Bayrische Alpen: Lüftlmalerei an alten und neuen Häusern, Hotelkomplexe, welche die typische Gebirgsdorfarchitektur aufzunehmen versuchen - sommers mit geraniengeschwängerten Balkons. An den Talstationen der Bergbahnen Großparkplätze für die Downhill-Fraktion der Wintersportler. Irgendwo zwischen Garmisch und Mittenwald, in einem typischen kleinen Bergdorf zweigt eine Mautstraße ab – und entführt einen in ein ganz besonderes Hochtal, das so anders ist, als dieses eingangs, vielleicht etwas überzeichnete Bild ...
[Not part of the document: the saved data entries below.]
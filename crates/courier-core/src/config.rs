use crate::error::{CourierError, Result};
use crate::job::RetryPolicy;
use crate::paths;
use serde::{Deserialize, Serialize};
use std::path::Path;

// ---------------------------------------------------------------------------
// ConfigWarning / WarnLevel
// ---------------------------------------------------------------------------

#[derive(Debug, Clone, Serialize, Deserialize)]
pub struct ConfigWarning {
    pub level: WarnLevel,
    pub message: String,
}

#[derive(Debug, Clone, PartialEq, Serialize, Deserialize)]
#[serde(rename_all = "snake_case")]
pub enum WarnLevel {
    Warning,
    Error,
}

// ---------------------------------------------------------------------------
// RemoteConfig
// ---------------------------------------------------------------------------

/// Where named-user updates are sent.
#[derive(Debug, Clone, PartialEq, Serialize, Deserialize)]
pub struct RemoteConfig {
    #[serde(default = "default_base_url")]
    pub base_url: String,
    #[serde(default)]
    pub app_key: String,
    #[serde(default)]
    pub app_secret: String,
    #[serde(default = "default_device_type")]
    pub device_type: String,
    #[serde(default = "default_timeout_secs")]
    pub timeout_secs: u64,
}

fn default_base_url() -> String {
    "http://127.0.0.1:8088".to_string()
}

fn default_device_type() -> String {
    "android".to_string()
}

fn default_timeout_secs() -> u64 {
    30
}

impl Default for RemoteConfig {
    fn default() -> Self {
        Self {
            base_url: default_base_url(),
            app_key: String::new(),
            app_secret: String::new(),
            device_type: default_device_type(),
            timeout_secs: default_timeout_secs(),
        }
    }
}

// ---------------------------------------------------------------------------
// StoreConfig / ServerConfig
// ---------------------------------------------------------------------------

#[derive(Debug, Clone, PartialEq, Serialize, Deserialize)]
pub struct StoreConfig {
    /// File name of the redb database inside `.courier/`.
    #[serde(default = "default_store_file")]
    pub file: String,
}

fn default_store_file() -> String {
    paths::DEFAULT_STORE_FILE.to_string()
}

impl Default for StoreConfig {
    fn default() -> Self {
        Self {
            file: default_store_file(),
        }
    }
}

#[derive(Debug, Clone, PartialEq, Serialize, Deserialize)]
pub struct ServerConfig {
    #[serde(default = "default_port")]
    pub port: u16,
}

fn default_port() -> u16 {
    3150
}

impl Default for ServerConfig {
    fn default() -> Self {
        Self {
            port: default_port(),
        }
    }
}

// ---------------------------------------------------------------------------
// Config (top-level)
// ---------------------------------------------------------------------------

#[derive(Debug, Clone, PartialEq, Serialize, Deserialize)]
pub struct Config {
    #[serde(default = "default_version")]
    pub version: u32,
    #[serde(default)]
    pub remote: RemoteConfig,
    #[serde(default)]
    pub retry: RetryPolicy,
    #[serde(default)]
    pub store: StoreConfig,
    #[serde(default)]
    pub server: ServerConfig,
}

fn default_version() -> u32 {
    1
}

impl Default for Config {
    fn default() -> Self {
        Self {
            version: default_version(),
            remote: RemoteConfig::default(),
            retry: RetryPolicy::default(),
            store: StoreConfig::default(),
            server: ServerConfig::default(),
        }
    }
}

impl Config {
    pub fn load(root: &Path) -> Result<Self> {
        let path = paths::config_path(root);
        if !path.exists() {
            return Err(CourierError::NotInitialized);
        }
        let data = std::fs::read_to_string(&path)?;
        let cfg: Config = serde_yaml::from_str(&data)?;
        Ok(cfg)
    }

    pub fn save(&self, root: &Path) -> Result<()> {
        let path = paths::config_path(root);
        let data = serde_yaml::to_string(self)?;
        crate::io::atomic_write(&path, data.as_bytes())
    }

    pub fn store_path(&self, root: &Path) -> std::path::PathBuf {
        paths::store_path(root, &self.store.file)
    }

    /// Check for settings that will make reconciliation fail or misbehave.
    pub fn validate(&self) -> Vec<ConfigWarning> {
        let mut warnings = Vec::new();

        if !self.remote.base_url.starts_with("http://")
            && !self.remote.base_url.starts_with("https://")
        {
            warnings.push(ConfigWarning {
                level: WarnLevel::Error,
                message: format!(
                    "remote.base_url '{}' must start with http:// or https://",
                    self.remote.base_url
                ),
            });
        }
        if self.remote.app_key.is_empty() || self.remote.app_secret.is_empty() {
            warnings.push(ConfigWarning {
                level: WarnLevel::Warning,
                message: "remote.app_key / remote.app_secret not set; named user updates will be rejected".into(),
            });
        }
        if self.retry.max_attempts == 0 {
            warnings.push(ConfigWarning {
                level: WarnLevel::Error,
                message: "retry.max_attempts must be at least 1".into(),
            });
        }
        if self.retry.initial_backoff_ms > self.retry.max_backoff_ms {
            warnings.push(ConfigWarning {
                level: WarnLevel::Warning,
                message: format!(
                    "retry.initial_backoff_ms ({}) exceeds retry.max_backoff_ms ({}); every retry waits the cap",
                    self.retry.initial_backoff_ms, self.retry.max_backoff_ms
                ),
            });
        }
        if self.store.file.trim().is_empty() || self.store.file.contains(['/', '\\']) {
            warnings.push(ConfigWarning {
                level: WarnLevel::Error,
                message: format!("store.file '{}' must be a plain file name", self.store.file),
            });
        }

        warnings
    }
}

#[cfg(test)]
mod tests {
    use super::*;
    use tempfile::TempDir;

    #[test]
    fn empty_yaml_uses_defaults() {
        let cfg: Config = serde_yaml::from_str("{}").unwrap();
        assert_eq!(cfg, Config::default());
        assert_eq!(cfg.retry.max_attempts, 5);
        assert_eq!(cfg.server.port, 3150);
    }

    #[test]
    fn partial_yaml_keeps_other_defaults() {
        let cfg: Config = serde_yaml::from_str(
            "remote:\n  base_url: https://api.example.com\n  app_key: key\nretry:\n  max_attempts: 2\n",
        )
        .unwrap();
        assert_eq!(cfg.remote.base_url, "https://api.example.com");
        assert_eq!(cfg.remote.timeout_secs, 30);
        assert_eq!(cfg.retry.max_attempts, 2);
        assert_eq!(cfg.retry.max_backoff_ms, 300_000);
    }

    #[test]
    fn load_without_init_is_not_initialized() {
        let dir = TempDir::new().unwrap();
        assert!(matches!(
            Config::load(dir.path()),
            Err(CourierError::NotInitialized)
        ));
    }

    #[test]
    fn save_then_load() {
        let dir = TempDir::new().unwrap();
        let mut cfg = Config::default();
        cfg.remote.app_key = "key".into();
        cfg.save(dir.path()).unwrap();
        assert_eq!(Config::load(dir.path()).unwrap(), cfg);
    }

    #[test]
    fn validate_flags_bad_settings() {
        let mut cfg = Config::default();
        cfg.remote.base_url = "ftp://nope".into();
        cfg.retry.max_attempts = 0;
        cfg.store.file = "../escape.redb".into();

        let warnings = cfg.validate();
        let errors = warnings
            .iter()
            .filter(|w| w.level == WarnLevel::Error)
            .count();
        assert_eq!(errors, 3);
        assert!(warnings
            .iter()
            .any(|w| w.level == WarnLevel::Warning && w.message.contains("app_key")));
    }

    #[test]
    fn default_config_only_warns_about_credentials() {
        let warnings = Config::default().validate();
        assert_eq!(warnings.len(), 1);
        assert_eq!(warnings[0].level, WarnLevel::Warning);
    }
}
//! Streaming chat-completions provider.
//!
//! Two halves: the request builder assembles and posts the completion
//! request; the stream decoder turns the response body into ordered text
//! fragments delivered to a caller-supplied sink.

mod client;
mod decoder;
mod error;
mod http;
mod request;
mod stream;
mod types;

pub use client::ChatClient;
pub use decoder::StreamDecoder;
pub use error::Error;
pub use types::{ChatMessage, Role, StreamEvent};
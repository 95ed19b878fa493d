//! HTTP wrapper for the chat-completions endpoint.

use crate::provider::error::{Error, extract_error_message};
use bytes::Bytes;
use futures::Stream;
use reqwest::StatusCode;
use reqwest::header::{AUTHORIZATION, CONTENT_TYPE, HeaderMap, HeaderName, HeaderValue};
use serde::Serialize;
use std::time::Duration;

/// HTTP request timeout. Covers the whole response, so it is generous:
/// a streamed completion can legitimately run for minutes.
const TIMEOUT: Duration = Duration::from_secs(300);
/// Connection timeout.
const CONNECT_TIMEOUT: Duration = Duration::from_secs(10);

/// HTTP client carrying the bearer credential and the OpenRouter
/// attribution headers (`HTTP-Referer`, `X-Title`).
#[derive(Debug)]
pub struct HttpClient {
    client: reqwest::Client,
    base_url: String,
    bearer_token: String,
    referer: String,
    title: String,
}

impl HttpClient {
    pub fn new(
        base_url: impl Into<String>,
        bearer_token: impl Into<String>,
        referer: impl Into<String>,
        title: impl Into<String>,
    ) -> Self {
        let client = reqwest::Client::builder()
            .timeout(TIMEOUT)
            .connect_timeout(CONNECT_TIMEOUT)
            .build()
            .unwrap_or_else(|_| reqwest::Client::new());

        Self {
            client,
            base_url: base_url.into(),
            bearer_token: bearer_token.into(),
            referer: referer.into(),
            title: title.into(),
        }
    }

    fn build_headers(&self) -> Result<HeaderMap, Error> {
        let mut headers = HeaderMap::new();
        headers.insert(CONTENT_TYPE, HeaderValue::from_static("application/json"));

        let auth = HeaderValue::from_str(&format!("Bearer {}", self.bearer_token))
            .map_err(|_| Error::Config("API key contains invalid header characters".into()))?;
        headers.insert(AUTHORIZATION, auth);

        let referer = HeaderValue::from_str(&self.referer)
            .map_err(|_| Error::Config("Referer contains invalid header characters".into()))?;
        headers.insert(HeaderName::from_static("http-referer"), referer);

        let title = HeaderValue::from_str(&self.title)
            .map_err(|_| Error::Config("Title contains invalid header characters".into()))?;
        headers.insert(HeaderName::from_static("x-title"), title);

        Ok(headers)
    }

    /// POST a JSON body and return the open streaming response body.
    ///
    /// Error statuses are mapped before any body stream is handed out:
    /// 402 means the free-tier quota is gone, any other non-2xx becomes
    /// [`Error::Upstream`] with the status code and whatever message the
    /// body carried.
    pub async fn post_stream<T: Serialize>(
        &self,
        path: &str,
        body: &T,
    ) -> Result<impl Stream<Item = Result<Bytes, reqwest::Error>>, Error> {
        let url = format!("{}{path}", self.base_url);
        let headers = self.build_headers()?;

        let response = self
            .client
            .post(&url)
            .headers(headers)
            .json(body)
            .send()
            .await?;

        let status = response.status();
        if !status.is_success() {
            return Err(map_error_status(status, response.text().await.ok()));
        }

        Ok(response.bytes_stream())
    }
}

/// Map a non-2xx response to the provider error taxonomy.
fn map_error_status(status: StatusCode, body: Option<String>) -> Error {
    if status == StatusCode::PAYMENT_REQUIRED {
        return Error::QuotaExceeded;
    }

    let status_text = status.canonical_reason().unwrap_or("Unknown");
    let message = extract_error_message(body.as_deref().unwrap_or(""), status_text);
    Error::Upstream {
        status: status.as_u16(),
        message,
    }
}

#[cfg(test)]
mod tests {
    use super::*;

    #[test]
    fn test_headers_include_auth_and_attribution() {
        let client = HttpClient::new(
            "https://openrouter.ai/api/v1",
            "test-token",
            "http://localhost",
            "Bookstore Chatbot",
        );
        let headers = client.build_headers().unwrap();
        assert_eq!(headers.get(AUTHORIZATION).unwrap(), "Bearer test-token");
        assert_eq!(headers.get(CONTENT_TYPE).unwrap(), "application/json");
        assert_eq!(headers.get("HTTP-Referer").unwrap(), "http://localhost");
        assert_eq!(headers.get("X-Title").unwrap(), "Bookstore Chatbot");
    }

    #[test]
    fn test_invalid_token_rejected() {
        let client = HttpClient::new("https://x", "bad\ntoken", "http://localhost", "t");
        assert!(matches!(
            client.build_headers(),
            Err(Error::Config(_))
        ));
    }

    #[test]
    fn test_402_maps_to_quota_exceeded() {
        let err = map_error_status(StatusCode::PAYMENT_REQUIRED, Some("ignored".into()));
        assert!(matches!(err, Error::QuotaExceeded));
    }

    #[test]
    fn test_500_maps_to_upstream_with_status() {
        let err = map_error_status(StatusCode::INTERNAL_SERVER_ERROR, None);
        match err {
            Error::Upstream { status, message } => {
                assert_eq!(status, 500);
                assert_eq!(message, "Internal Server Error");
            }
            other => panic!("unexpected error: {other:?}"),
        }
    }

    #[tokio::test]
    async fn test_connection_refused_is_transport() {
        // Nothing listens on the discard port; the request fails before
        // any response headers exist.
        let client = HttpClient::new("http://127.0.0.1:9", "k", "http://localhost", "t");
        match client
            .post_stream("/chat/completions", &serde_json::json!({}))
            .await
        {
            Ok(_) => panic!("expected transport error"),
            Err(e) => assert!(matches!(e, Error::Transport(_))),
        }
    }

    #[test]
    fn test_error_body_message_extracted() {
        let body = r#"{"error":{"message":"model not found"}}"#;
        let err = map_error_status(StatusCode::NOT_FOUND, Some(body.into()));
        match err {
            Error::Upstream { status, message } => {
                assert_eq!(status, 404);
                assert_eq!(message, "model not found");
            }
            other => panic!("unexpected error: {other:?}"),
        }
    }
}
//! Streaming chunk wire types.
//!
//! Deliberately lenient: every field defaults, so a chunk missing any part
//! of the `choices[0].delta.content` path still deserializes and simply
//! yields no fragment.

use serde::Deserialize;

/// One streamed chunk from the chat-completions endpoint.
#[derive(Debug, Default, Deserialize)]
pub struct StreamChunk {
    #[serde(default)]
    pub choices: Vec<StreamChoice>,
}

/// A choice in a streaming chunk.
#[derive(Debug, Default, Deserialize)]
pub struct StreamChoice {
    #[serde(default)]
    pub delta: StreamDelta,
}

/// Delta content in a streaming choice.
#[derive(Debug, Default, Deserialize)]
pub struct StreamDelta {
    #[serde(default)]
    pub content: Option<String>,
}

impl StreamChunk {
    /// The incremental text fragment this chunk carries, if any.
    pub fn fragment(&self) -> Option<&str> {
        self.choices.first()?.delta.content.as_deref()
    }
}
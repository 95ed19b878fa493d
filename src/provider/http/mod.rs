//! Shared HTTP utilities for the chat provider.

mod client;
mod sse;

pub use client::HttpClient;
pub use sse::{SseFrame, SseParser};
//! Incremental Server-Sent Events parser.
//!
//! Buffers partial input across chunk boundaries and emits complete frames.
//! A frame is everything up to a blank line (`\n\n`); only `data:` lines
//! carry payload, and a frame may carry several of them.

/// A complete SSE frame.
#[derive(Debug, Clone, PartialEq, Eq)]
pub struct SseFrame {
    /// Payload of each `data:` line, in original order.
    ///
    /// Kept line-by-line rather than joined: every line is an independent
    /// payload for the decoder (each one is its own JSON document or the
    /// termination sentinel).
    pub data: Vec<String>,
}

/// Incremental SSE parser.
#[derive(Debug, Default)]
pub struct SseParser {
    buffer: String,
}

impl SseParser {
    pub fn new() -> Self {
        Self::default()
    }

    /// Feed a chunk of decoded text and return any complete frames.
    ///
    /// Text after the last `\n\n` is not a complete frame and is retained
    /// for the next call.
    pub fn feed(&mut self, chunk: &str) -> Vec<SseFrame> {
        self.buffer.push_str(chunk);
        let mut frames = Vec::new();

        while let Some(pos) = self.buffer.find("\n\n") {
            let frame_text = self.buffer[..pos].to_string();
            self.buffer = self.buffer[pos + 2..].to_string();

            if let Some(frame) = Self::parse_frame(&frame_text) {
                frames.push(frame);
            }
        }

        frames
    }

    /// Parse one frame's text into its `data:` payload lines.
    ///
    /// Lines not starting with `data:` (comments, `event:`, `id:`, …) are
    /// ignored. After the prefix, at most one space is stripped, then the
    /// payload is trimmed. Frames with no `data:` lines yield nothing.
    fn parse_frame(text: &str) -> Option<SseFrame> {
        let mut data = Vec::new();

        for line in text.lines() {
            if let Some(value) = line.strip_prefix("data:") {
                let value = value.strip_prefix(' ').unwrap_or(value);
                data.push(value.trim().to_string());
            }
        }

        if data.is_empty() {
            return None;
        }

        Some(SseFrame { data })
    }

    /// Whether undelivered text remains in the buffer.
    pub fn has_pending(&self) -> bool {
        !self.buffer.is_empty()
    }
}

#[cfg(test)]
mod tests {
    use super::*;

    #[test]
    fn test_simple_frame() {
        let mut parser = SseParser::new();
        let frames = parser.feed("data: hello world\n\n");
        assert_eq!(frames.len(), 1);
        assert_eq!(frames[0].data, vec!["hello world"]);
    }

    #[test]
    fn test_no_space_after_prefix() {
        let mut parser = SseParser::new();
        let frames = parser.feed("data:hello\n\n");
        assert_eq!(frames[0].data, vec!["hello"]);
    }

    #[test]
    fn test_multiple_frames_in_one_chunk() {
        let mut parser = SseParser::new();
        let frames = parser.feed("data: first\n\ndata: second\n\n");
        assert_eq!(frames.len(), 2);
        assert_eq!(frames[0].data, vec!["first"]);
        assert_eq!(frames[1].data, vec!["second"]);
    }

    #[test]
    fn test_partial_frame_retained() {
        let mut parser = SseParser::new();

        let frames = parser.feed("data: partial");
        assert!(frames.is_empty());
        assert!(parser.has_pending());

        let frames = parser.feed(" message\n\n");
        assert_eq!(frames.len(), 1);
        assert_eq!(frames[0].data, vec!["partial message"]);
        assert!(!parser.has_pending());
    }

    #[test]
    fn test_split_mid_delimiter() {
        let mut parser = SseParser::new();
        assert!(parser.feed("data: x\n").is_empty());
        let frames = parser.feed("\n");
        assert_eq!(frames.len(), 1);
        assert_eq!(frames[0].data, vec!["x"]);
    }

    #[test]
    fn test_multiple_data_lines_kept_separate() {
        let mut parser = SseParser::new();
        let frames = parser.feed("data: one\ndata: two\n\n");
        assert_eq!(frames.len(), 1);
        assert_eq!(frames[0].data, vec!["one", "two"]);
    }

    #[test]
    fn test_comment_and_other_fields_ignored() {
        let mut parser = SseParser::new();
        let frames = parser.feed(": keep-alive\nevent: message\nid: 7\ndata: real\n\n");
        assert_eq!(frames.len(), 1);
        assert_eq!(frames[0].data, vec!["real"]);
    }

    #[test]
    fn test_frame_without_data_skipped() {
        let mut parser = SseParser::new();
        assert!(parser.feed(": ping\n\n").is_empty());
        assert!(parser.feed("\n\n").is_empty());
    }

    #[test]
    fn test_crlf_payload_trimmed() {
        let mut parser = SseParser::new();
        let frames = parser.feed("data: hello\r\n\n");
        assert_eq!(frames[0].data, vec!["hello"]);
    }

    #[test]
    fn test_done_sentinel_passes_through() {
        let mut parser = SseParser::new();
        let frames = parser.feed("data: [DONE]\n\n");
        assert_eq!(frames[0].data, vec!["[DONE]"]);
    }

    #[test]
    fn test_json_payload() {
        let mut parser = SseParser::new();
        let frames = parser.feed("data: {\"choices\":[{\"delta\":{\"content\":\"Hi\"}}]}\n\n");
        assert_eq!(frames.len(), 1);
        assert!(frames[0].data[0].contains("Hi"));
    }
}
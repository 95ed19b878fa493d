use thiserror::Error;

#[derive(Debug, Error)]
pub enum Error {
    #[error("Configuration error: {0}")]
    Config(String),

    #[error(transparent)]
    Provider(#[from] crate::provider::Error),

    #[error("IO error: {0}")]
    Io(#[from] std::io::Error),
}

pub type Result<T> = std::result::Result<T, Error>;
Folgen wir der schmalen Straße einige Kurven und Höhenmeter aufwärts: Plötzlich wird oben ganz kurz zwischen den schlanken Nadelbäumen ein moderner, fast puristisch-transparent wirkender Bau sichtbar – große Fensterfronten, Holz. Man fährt weiter. Eine Kehre weiter die architektonische Überraschung: Ein Schloss! Nein, eher ein englisches Herrenhaus – wo bin ich? Eine Zeitreise? Sieht irgendwie aus wie diese alten Landsitze aus den Rosamunde-Pilcher-Filmen ...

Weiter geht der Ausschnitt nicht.